A hide-out for viruses in the testicles
It all began five years ago at the Royal Victoria Hospital of the McGill University Health Centre (MUHC) with one of Dr. Jean-Pierre Routy’s HIV patients.
Gloria, who was born a male, wanted to undergo sex reassignment surgery. The clinician scientist had the surprising idea of asking his patient to use the testicles for research purposes, instead of discarding them. This donation allowed Dr. Routy, who is a hematologist at the MUHC and an HIV specialist at the Research Institute of the MUHC (RI-MUHC) and McGill University, to begin an innovative project that shines new light on the mechanisms of immunity in the testicle.
The “Immune Privilege”
“Testicles are characterized by what is called an ‘immune privilege,’ just like the eye or the brain, which are considered organs with restricted access, relatively independent of the rest of the body,” says Dr. Routy. “In other words, they are separated from the immune system by an anatomic barrier, and the inflammatory response is blocked.”
The immune privilege in testicles ensures that spermatozoa, developed at puberty, are not recognized by the immune system as foreign and are not consequently attacked and eliminated. Dr. Routy notes that about 20 per cent of cases of infertility in humans are due to a breach of this immune privilege, when sperm are destroyed by the surrounding immune tissue.
There is a flip side with immune privilege, however. Some viruses, like Zika or Ebola, find safe harbor in the testicles. Even after healing, these viruses may only persist in the eye and testes—two organs with immune privilege.
Dr. Routy and his team discovered that HIV also uses the immune privilege in the testes to its own advantage.
“The fact that the virus persists in the testes is problematic as it can lead to secondary viral transmission through sexual activity,” Dr. Routy explains. By studying the tissues of six HIV-infected patients receiving triple therapy, the researchers found that the virus, although undetectable in the blood, was still present in the testes. The results were published in the journal AIDS in 2016 and Journal of Reproductive Immunology in 2018.
Donating your testicles to science
To advance this work, it was necessary to study testicles more closely. But first, of course, they had to find some. The testicle is an under-studied organ because it is very difficult to obtain for research purposes. “Most samples come from donors deceased as a result of an accident or from cancer patients,” says Dr. Routy. “I must have been one of the first to ask for such tissues!”
Due to a unique partnership with Dr. Pierre Brassard, surgeon and director of the Montreal Metropolitan Centre of Surgery, the research team was able to recover more than 110 pairs of testicles thanks to donors undergoing sex reassignment surgery (change of male to female anatomical sex) and project funding from the Canadian Institutes of Health Research (CIHR).
Kayla McConnell is one of the patients without whom this research could not take place. Approached by Dr.
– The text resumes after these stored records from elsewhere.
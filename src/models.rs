//! Core data models for a11yscan
//!
//! These models flow one way through the pipeline:
//! screenshot → [`Issue`] list → [`ScoreSummary`] → [`Report`].

use chrono::{DateTime, Local};
use serde::{Deserialize, Deserializer, Serialize};
use std::collections::BTreeMap;
use std::path::PathBuf;

/// Severity levels for issues, as assigned by the classifier
#[derive(
    Debug, Clone, Copy, PartialEq, Eq, PartialOrd, Ord, Hash, Serialize, Default,
)]
#[serde(rename_all = "UPPERCASE")]
pub enum Severity {
    Info,
    #[default]
    Minor,
    Major,
    Critical,
}

impl Severity {
    /// Parse a severity label case-insensitively.
    ///
    /// Anything unrecognized is treated as [`Severity::Minor`].
    pub fn parse_lenient(s: &str) -> Self {
        match s.trim().to_ascii_uppercase().as_str() {
            "CRITICAL" => Severity::Critical,
            "MAJOR" => Severity::Major,
            "MINOR" => Severity::Minor,
            "INFO" => Severity::Info,
            _ => Severity::Minor,
        }
    }

    /// Points deducted from a principle score per issue of this severity
    pub fn deduction(&self) -> u32 {
        match self {
            Severity::Critical => 20,
            Severity::Major => 10,
            Severity::Minor => 4,
            Severity::Info => 1,
        }
    }
}

impl std::fmt::Display for Severity {
    fn fmt(&self, f: &mut std::fmt::Formatter<'_>) -> std::fmt::Result {
        match self {
            Severity::Critical => write!(f, "CRITICAL"),
            Severity::Major => write!(f, "MAJOR"),
            Severity::Minor => write!(f, "MINOR"),
            Severity::Info => write!(f, "INFO"),
        }
    }
}

impl<'de> Deserialize<'de> for Severity {
    fn deserialize<D: Deserializer<'de>>(deserializer: D) -> Result<Self, D::Error> {
        let raw = Option::<serde_json::Value>::deserialize(deserializer)?;
        Ok(raw
            .as_ref()
            .and_then(|v| v.as_str())
            .map(Severity::parse_lenient)
            .unwrap_or_default())
    }
}

/// Icon/kind tag shown next to an issue
#[derive(Debug, Clone, Copy, PartialEq, Eq, Serialize)]
#[serde(rename_all = "lowercase")]
pub enum IssueKind {
    Error,
    Warning,
    Info,
}

impl IssueKind {
    pub fn parse(s: &str) -> Option<Self> {
        match s.trim().to_ascii_lowercase().as_str() {
            "error" => Some(IssueKind::Error),
            "warning" | "warn" => Some(IssueKind::Warning),
            "info" => Some(IssueKind::Info),
            _ => None,
        }
    }

    /// Fallback icon when the classifier didn't supply a usable one
    pub fn for_severity(severity: Severity) -> Self {
        match severity {
            Severity::Critical | Severity::Major => IssueKind::Error,
            Severity::Minor => IssueKind::Warning,
            Severity::Info => IssueKind::Info,
        }
    }
}

/// Top-level WCAG principle
#[derive(Debug, Clone, Copy, PartialEq, Eq, PartialOrd, Ord, Hash, Serialize, Deserialize)]
pub enum Principle {
    Perceivable,
    Operable,
    Understandable,
    Robust,
}

impl Principle {
    pub const ALL: [Principle; 4] = [
        Principle::Perceivable,
        Principle::Operable,
        Principle::Understandable,
        Principle::Robust,
    ];
}

impl std::fmt::Display for Principle {
    fn fmt(&self, f: &mut std::fmt::Formatter<'_>) -> std::fmt::Result {
        match self {
            Principle::Perceivable => write!(f, "Perceivable"),
            Principle::Operable => write!(f, "Operable"),
            Principle::Understandable => write!(f, "Understandable"),
            Principle::Robust => write!(f, "Robust"),
        }
    }
}

/// One detected accessibility defect
///
/// Field names on the wire follow the classifier's response shape
/// (`wcag_id`, `howToFix`, `whyMatters`) so the presentation front end
/// can read reports without a mapping layer.
#[derive(Debug, Clone, Serialize, PartialEq)]
pub struct Issue {
    /// Dotted WCAG success criterion, e.g. "1.4.3" (may be empty)
    pub wcag_id: String,
    /// Derived from `wcag_id`; `None` means unclassified
    pub principle: Option<Principle>,
    pub icon: IssueKind,
    pub title: String,
    pub description: String,
    #[serde(skip_serializing_if = "Option::is_none")]
    pub element: Option<String>,
    #[serde(rename = "howToFix")]
    pub how_to_fix: String,
    #[serde(rename = "whyMatters")]
    pub why_matters: String,
    pub severity: Severity,
    /// Classifier confidence in [0, 1]
    pub confidence: f64,
}

/// Default confidence when the classifier omits one
pub const DEFAULT_CONFIDENCE: f64 = 0.5;

/// Loose shape of an issue as returned by the classifier.
///
/// Everything is optional; [`Issue::from_raw`] normalizes it.
#[derive(Debug, Clone, Default, Deserialize)]
pub struct RawIssue {
    #[serde(default, alias = "wcagId", alias = "id", alias = "criterion")]
    pub wcag_id: Option<String>,
    #[serde(default)]
    pub icon: Option<String>,
    #[serde(default)]
    pub title: Option<String>,
    #[serde(default)]
    pub description: Option<String>,
    #[serde(default)]
    pub element: Option<String>,
    #[serde(default, rename = "howToFix", alias = "how_to_fix", alias = "fix")]
    pub how_to_fix: Option<String>,
    #[serde(default, rename = "whyMatters", alias = "why_matters", alias = "rationale")]
    pub why_matters: Option<String>,
    #[serde(default)]
    pub severity: Severity,
    #[serde(default)]
    pub confidence: Option<f64>,
}

impl Issue {
    /// Normalize a classifier issue. The principle is re-derived from the
    /// WCAG id; whatever the model claimed is not trusted.
    pub fn from_raw(raw: RawIssue) -> Self {
        let wcag_id = raw.wcag_id.unwrap_or_default().trim().to_string();
        let severity = raw.severity;
        let icon = raw
            .icon
            .as_deref()
            .and_then(IssueKind::parse)
            .unwrap_or_else(|| IssueKind::for_severity(severity));
        let confidence = raw
            .confidence
            .filter(|c| c.is_finite())
            .map(|c| c.clamp(0.0, 1.0))
            .unwrap_or(DEFAULT_CONFIDENCE);

        Self {
            principle: crate::scoring::classify(&wcag_id),
            wcag_id,
            icon,
            title: raw.title.unwrap_or_default(),
            description: raw.description.unwrap_or_default(),
            element: raw.element.filter(|e| !e.trim().is_empty()),
            how_to_fix: raw.how_to_fix.unwrap_or_default(),
            why_matters: raw.why_matters.unwrap_or_default(),
            severity,
            confidence,
        }
    }

    /// Convenience constructor used by tests and offline scoring
    pub fn new(wcag_id: impl Into<String>, severity: Severity, title: impl Into<String>) -> Self {
        Self::from_raw(RawIssue {
            wcag_id: Some(wcag_id.into()),
            title: Some(title.into()),
            severity,
            ..Default::default()
        })
    }
}

/// Coarse conformance grade derived from the overall score
#[derive(Debug, Clone, Copy, PartialEq, Eq)]
pub enum ConformanceLevel {
    AaaEnhanced,
    AaConformant,
    AaPartial,
    APartial,
}

impl ConformanceLevel {
    /// Thresholds are inclusive lower bounds, checked in descending order
    pub fn from_score(score: u32) -> Self {
        match score {
            s if s >= 90 => ConformanceLevel::AaaEnhanced,
            s if s >= 75 => ConformanceLevel::AaConformant,
            s if s >= 55 => ConformanceLevel::AaPartial,
            _ => ConformanceLevel::APartial,
        }
    }

    pub fn label(&self) -> &'static str {
        match self {
            ConformanceLevel::AaaEnhanced => "AAA - Enhanced",
            ConformanceLevel::AaConformant => "AA - Conformant",
            ConformanceLevel::AaPartial => "AA - Partially Conformant",
            ConformanceLevel::APartial => "A - Partially Conformant",
        }
    }
}

impl std::fmt::Display for ConformanceLevel {
    fn fmt(&self, f: &mut std::fmt::Formatter<'_>) -> std::fmt::Result {
        f.write_str(self.label())
    }
}

impl Serialize for ConformanceLevel {
    fn serialize<S: serde::Serializer>(&self, serializer: S) -> Result<S::Ok, S::Error> {
        serializer.serialize_str(self.label())
    }
}

/// Output of the scoring engine
#[derive(Debug, Clone, Serialize, PartialEq)]
pub struct ScoreSummary {
    pub scores_by_principle: BTreeMap<Principle, u32>,
    pub overall_score: u32,
    pub wcag_level: ConformanceLevel,
    pub total_issues: usize,
    pub critical_count: usize,
    pub major_count: usize,
    pub minor_count: usize,
    pub unclassified_count: usize,
}

impl ScoreSummary {
    pub fn principle_score(&self, principle: Principle) -> u32 {
        self.scores_by_principle.get(&principle).copied().unwrap_or(100)
    }
}

/// Status of one capture attempt
#[derive(Debug, Clone, Copy, PartialEq, Eq, Serialize)]
#[serde(rename_all = "lowercase")]
pub enum AttemptStatus {
    Attempting,
    Success,
    Failed,
}

impl AttemptStatus {
    pub fn as_str(&self) -> &'static str {
        match self {
            AttemptStatus::Attempting => "attempting",
            AttemptStatus::Success => "success",
            AttemptStatus::Failed => "failed",
        }
    }
}

/// One try against one capture backend. Lives only in the step log.
#[derive(Debug, Clone, Serialize)]
pub struct CaptureAttempt {
    pub backend: String,
    pub attempt: u32,
    pub status: AttemptStatus,
    #[serde(skip_serializing_if = "Option::is_none")]
    pub error: Option<String>,
    pub timestamp: DateTime<Local>,
}

/// Run metadata attached to a successful report
#[derive(Debug, Clone, Serialize, Default)]
pub struct ReportMetadata {
    pub model: String,
    pub capture_backend: String,
    pub grounding_sources: Vec<String>,
    pub assessment: String,
    pub extended_analysis: bool,
    pub web_grounding: bool,
    pub analysis_degraded: bool,
}

/// Final output of one pipeline run
///
/// Either `error` is set and `issues`/`summary`/`screenshot_path`/`metadata`
/// are absent, or the reverse. Use [`Report::success`] and
/// [`Report::failure`] to keep it that way.
#[derive(Debug, Clone, Serialize)]
pub struct Report {
    pub url: String,
    pub test_type: String,
    pub timestamp: DateTime<Local>,
    #[serde(skip_serializing_if = "Option::is_none")]
    pub issues: Option<Vec<Issue>>,
    #[serde(skip_serializing_if = "Option::is_none")]
    pub summary: Option<ScoreSummary>,
    #[serde(skip_serializing_if = "Option::is_none")]
    pub screenshot_path: Option<PathBuf>,
    #[serde(skip_serializing_if = "Option::is_none")]
    pub error: Option<String>,
    #[serde(skip_serializing_if = "Option::is_none")]
    pub metadata: Option<ReportMetadata>,
}

impl Report {
    pub fn success(
        url: impl Into<String>,
        test_type: impl Into<String>,
        issues: Vec<Issue>,
        summary: ScoreSummary,
        screenshot_path: PathBuf,
        metadata: ReportMetadata,
    ) -> Self {
        Self {
            url: url.into(),
            test_type: test_type.into(),
            timestamp: Local::now(),
            issues: Some(issues),
            summary: Some(summary),
            screenshot_path: Some(screenshot_path),
            error: None,
            metadata: Some(metadata),
        }
    }

    pub fn failure(url: impl Into<String>, test_type: impl Into<String>, error: impl Into<String>) -> Self {
        let mut error = error.into();
        if error.trim().is_empty() {
            error = "Unknown engine failure".to_string();
        }
        Self {
            url: url.into(),
            test_type: test_type.into(),
            timestamp: Local::now(),
            issues: None,
            summary: None,
            screenshot_path: None,
            error: Some(error),
            metadata: None,
        }
    }

    pub fn is_failure(&self) -> bool {
        self.error.is_some()
    }

    pub fn overall_score(&self) -> Option<u32> {
        self.summary.as_ref().map(|s| s.overall_score)
    }

    pub fn issue_count(&self) -> usize {
        self.issues.as_ref().map_or(0, Vec::len)
    }
}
Brassard and his team before her operation, she promptly gave her consent to participate in the study.
“I was immediately interested, as I’m fascinated by the medical field. Not all superheroes wear capes; some wear white coats!” says Kayla. “These people are unique and talented. Not only do they change lives, but they save them.”
Testicle samples collected for the study come from subjects with and without HIV. Immediately after surgery, the samples are sent to Dr. Routy's laboratory at the RI-MUHC, where research associate Franck Dupuy, PhD, coordinates this work. It’s the beginning of a long process during which the tissues are finely ground and digested with enzymes, then sorted to extract the immune cells and study their functionalities.
“It's an extremely stimulating project because it's a fresh field that needs to be explored. Everything we discover is new,” says Franck Dupuy. “Working on this type of tissue is quite technical. It was necessary to prepare the groundwork and do a lot of tests at the start.”
In the course of their work, the researchers found few immune cells in the testes. “Only 2 to 10% of immune cells are found in the testes. You have to start with a minimum of 40 to 50 million testicular cells to extract these immune cells and test them,” the research associate explains.
Implications for other diseases
According to Dr. Routy, some cancers spread by using the same mechanisms as testicles to protect themselves from attacks by the immune system. The link between cancer and the immune privilege of the testes is not new. “Studies have shown that in children with leukemia the disease is more likely to recur in boys than in girls,” says Dr. Routy. “In fact, the cancer cells took refuge in the testicles of the young patients, where drugs do not penetrate as well.” The researchers recently observed the presence of PD-1 protein on immune cells, or T cells, in the testes. The PD-1 protein, which is widely studied in immunotherapy to treat cancer, acts as a switch by slowing down or stopping the immune system in this region. “The mechanisms of immunity that make up the immune privilege are the same as those used by cancer cells,” says Dr. Routy. “By widening our research on the testes, we hope to better understand how HIV and cancer escape the immune system so we can find new ways to fight both of these diseases.”
Dr. Routy has dedicated his career to the fight against HIV/AIDS, both with his patients and in his laboratory. For years, he has been studying mechanisms of immunity and trying to understand why and how viruses such as HIV persist in the body.